A Pátria-mãe que chora e a esperança que nunca vai se esborrachar



equilibrista


Fernando Brito


O Bêbado e a Equilibrista, dos geniais Aldir Blanc e João Bosco, virou uma espécie de “hino da anistia”, no final da noite escura da ditadura implantada em 1964, que nasceu de ideias velhas e que morreria decrépita alguns anos depois.


Chora, a nossa Pátria mãe gentil, diz a letra, a certa altura, na inesquecível voz de Elis Regina, em seu lamento sem desânimo.

40 anos depois – uma vida inteira para muitos de nós – parece que, de novo, a tarde nos desaba como um viaduto, aquele onde passavam, como Carlitos, os nossos sonhos de sermos um país justo, desenvolvido, presente no mundo como podemos ser e, sobretudo, o país de um povo feliz.

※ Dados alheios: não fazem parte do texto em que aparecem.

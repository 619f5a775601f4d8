//! Frozen lzop container constants.
//!
//! Everything that the on-disk format fixes lives here: the signature, the
//! version floors, the header flag bits and the table describing which
//! optional header fields exist at which format revision.  Nothing in this
//! module is ever mutated at runtime.
//!
//! # Endianness
//! Every multi-byte integer in an lzop container is big-endian.

// ── Signature ────────────────────────────────────────────────────────────────

/// The 9-byte lzop signature that opens every container.
pub const MAGIC: [u8; 9] = [0x89, b'L', b'Z', b'O', 0x00, 0x0d, 0x0a, 0x1a, 0x0a];

// ── Versions ─────────────────────────────────────────────────────────────────

/// Oldest format (and needed-library) version accepted.
pub const MIN_VERSION: u16 = 0x0900;
/// Format revision that introduced the second library-version field, the
/// compression level byte and the high half of the modification time.
pub const EXTENDED_HEADER_VERSION: u16 = 0x0940;
/// Earliest revision with defined modification-time semantics.
pub const MOD_TIME_VERSION: u16 = 0x0120;
/// Version the reference indexer was built against.  Used for every layout
/// decision under [`VersionGate::Reference`].
pub const REFERENCE_VERSION: u16 = 0x1030;

// ── Header flags ─────────────────────────────────────────────────────────────

pub const F_ADLER32_D: u32 = 1 << 0;
pub const F_ADLER32_C: u32 = 1 << 1;
pub const F_STDIN: u32 = 1 << 2;
pub const F_STDOUT: u32 = 1 << 3;
pub const F_NAME_DEFAULT: u32 = 1 << 4;
pub const F_DOSISH: u32 = 1 << 5;
pub const F_H_EXTRA_FIELD: u32 = 1 << 6;
pub const F_H_GMTDIFF: u32 = 1 << 7;
pub const F_CRC32_D: u32 = 1 << 8;
pub const F_CRC32_C: u32 = 1 << 9;
pub const F_MULTIPART: u32 = 1 << 10;
/// A u32 filter id follows the flags word.
pub const F_H_FILTER: u32 = 1 << 11;
/// The header checksum is CRC-32 rather than Adler-32.
pub const F_H_CRC32: u32 = 1 << 12;
pub const F_H_PATH: u32 = 1 << 13;

const FLAG_NAMES: &[(u32, &str)] = &[
    (F_ADLER32_D, "ADLER32_D"),
    (F_ADLER32_C, "ADLER32_C"),
    (F_STDIN, "STDIN"),
    (F_STDOUT, "STDOUT"),
    (F_NAME_DEFAULT, "NAME_DEFAULT"),
    (F_DOSISH, "DOSISH"),
    (F_H_EXTRA_FIELD, "H_EXTRA_FIELD"),
    (F_H_GMTDIFF, "H_GMTDIFF"),
    (F_CRC32_D, "CRC32_D"),
    (F_CRC32_C, "CRC32_C"),
    (F_MULTIPART, "MULTIPART"),
    (F_H_FILTER, "H_FILTER"),
    (F_H_CRC32, "H_CRC32"),
    (F_H_PATH, "H_PATH"),
];

/// Names of the known bits set in `flags`, lowest bit first.
pub fn flag_names(flags: u32) -> Vec<&'static str> {
    FLAG_NAMES
        .iter()
        .filter(|(mask, _)| flags & mask != 0)
        .map(|(_, name)| *name)
        .collect()
}

/// Width of every per-block checksum field.
pub const CHECKSUM_FIELD_LEN: u64 = 4;
/// `dst_len` + `src_len`.
pub const BLOCK_SIZES_LEN: u64 = 8;

// ── Optional-field rules ─────────────────────────────────────────────────────

/// A header field whose presence depends on the format revision.
#[derive(Debug, Clone, Copy, PartialEq, Eq)]
pub enum OptionalField {
    /// Second u16 library-version field ("version needed to extract").
    VersionNeeded,
    /// One-byte compression level after the method.
    Level,
    /// High 32 bits of the modification time.
    ModTimeHigh,
    /// Whether the stored modification time means anything at all.
    ModTimeDefined,
}

/// `field` is present for every format version `>= since`.
#[derive(Debug, Clone, Copy, PartialEq, Eq)]
pub struct VersionRule {
    pub field: OptionalField,
    pub since: u16,
}

/// Ordered by position in the header.  Evaluated once per parse.
pub const VERSION_RULES: &[VersionRule] = &[
    VersionRule { field: OptionalField::VersionNeeded, since: EXTENDED_HEADER_VERSION },
    VersionRule { field: OptionalField::Level, since: EXTENDED_HEADER_VERSION },
    VersionRule { field: OptionalField::ModTimeDefined, since: MOD_TIME_VERSION },
    VersionRule { field: OptionalField::ModTimeHigh, since: EXTENDED_HEADER_VERSION },
];

/// Which version number drives the optional-field rules.
#[derive(Debug, Clone, Copy, PartialEq, Eq, Default)]
pub enum VersionGate {
    /// Gate on the `format_version` read from the stream.
    #[default]
    Declared,
    /// Gate on [`REFERENCE_VERSION`], as the reference indexer does.  Every
    /// input is then parsed as the newest layout regardless of what it declares.
    Reference,
}

impl VersionGate {
    /// The version the rule table is evaluated against.
    pub fn gating_version(self, declared: u16) -> u16 {
        match self {
            VersionGate::Declared => declared,
            VersionGate::Reference => REFERENCE_VERSION,
        }
    }
}

/// Resolved presence of every [`OptionalField`] for one header.
#[derive(Debug, Clone, Copy, PartialEq, Eq, Default, serde::Serialize)]
pub struct HeaderLayout {
    pub version_needed: bool,
    pub level: bool,
    pub mod_time_high: bool,
    pub mod_time_defined: bool,
}

impl HeaderLayout {
    /// Walk [`VERSION_RULES`] against `version`.
    pub fn resolve(version: u16) -> Self {
        let mut layout = HeaderLayout::default();
        for rule in VERSION_RULES {
            let present = version >= rule.since;
            match rule.field {
                OptionalField::VersionNeeded => layout.version_needed = present,
                OptionalField::Level => layout.level = present,
                OptionalField::ModTimeHigh => layout.mod_time_high = present,
                OptionalField::ModTimeDefined => layout.mod_time_defined = present,
            }
        }
        layout
    }
}

/// Number of 4-byte checksum fields each block carries, split by what they
/// cover.  Each is 0, 1 or 2 (Adler-32 and/or CRC-32).
#[derive(Debug, Clone, Copy, PartialEq, Eq, Default, serde::Serialize)]
pub struct ChecksumCounts {
    pub decompressed: u32,
    pub compressed: u32,
}

impl ChecksumCounts {
    pub fn from_flags(flags: u32) -> Self {
        let bit = |mask: u32| u32::from(flags & mask != 0);
        Self {
            decompressed: bit(F_ADLER32_D) + bit(F_CRC32_D),
            compressed: bit(F_ADLER32_C) + bit(F_CRC32_C),
        }
    }

    /// Checksum fields between the size fields and the payload of one block.
    /// A block stored verbatim also carries the compressed-data checksums.
    pub fn fields_for(self, stored: bool) -> u32 {
        self.decompressed + if stored { self.compressed } else { 0 }
    }
}

/// Algorithm protecting the header.
#[derive(Debug, Clone, Copy, PartialEq, Eq, serde::Serialize)]
pub enum ChecksumKind {
    Adler32,
    Crc32,
}

impl ChecksumKind {
    pub fn for_flags(flags: u32) -> Self {
        if flags & F_H_CRC32 != 0 { ChecksumKind::Crc32 } else { ChecksumKind::Adler32 }
    }
}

Viramos, porém, uma jaula de ódios, nela, vamos rugindo e mostrando as garras – claro, os que as têm – sob o comando de domadores togados, que brandem a ordem do chicote e trancafia em jaulas para que obedeçam às suas vontades e “convicções”.

Nesta nova noite do Brasil, já não se tem irreverências mil, e os homens da muito escura viatura andam para lá e para cá, a procura do suspeito da vez, levando um, outro, mais outro, para que os chupem com os dentes que deixam manchas torturadas e os façam delatar, como paus-de-arara 2.0 que a mídia louva e aplaude.

Vivemos o que na juventude aprendemos a detestar naqueles tempos: as “verdades” que não se contestam, a pretensão da vigilância sobre todos, a mentalidade punitiva, aquela que diz que o castigo e a privação de liberdade são o remédio para uma vida de virtudes, que a lei não é ferramenta de direitos, mas o relho da autoridade, o chicote da punição.

Há os que dizem que isso é a moralidade, há os que dizem que isso é o novo, há os que dizem que isso é o caminho de uma nova ordem, admirável e limpa, embora dela só resulte uma nação em escombros.

O Brasil, a nossa pátria mãe gentil, arruinado e selvagem como, infelizmente, já esteve antes na história deste país.

Mas sei, sabemos todos ou só o sentimos, que uma dor assim pungente não há de ser inutilmente.

E a esperança equilibrista, todo dia tão jovem, tão viçosa, segue na corda bamba, sempre pronta a se esborrachar, com esta turma a balança-la até que caia.

A nossa mãe gentil – a que é a de todos, a que não morre, a que iremos sempre honrar e respeitar, ainda que dela hoje façam gato e sapato – tem que continuar, meu Brasil.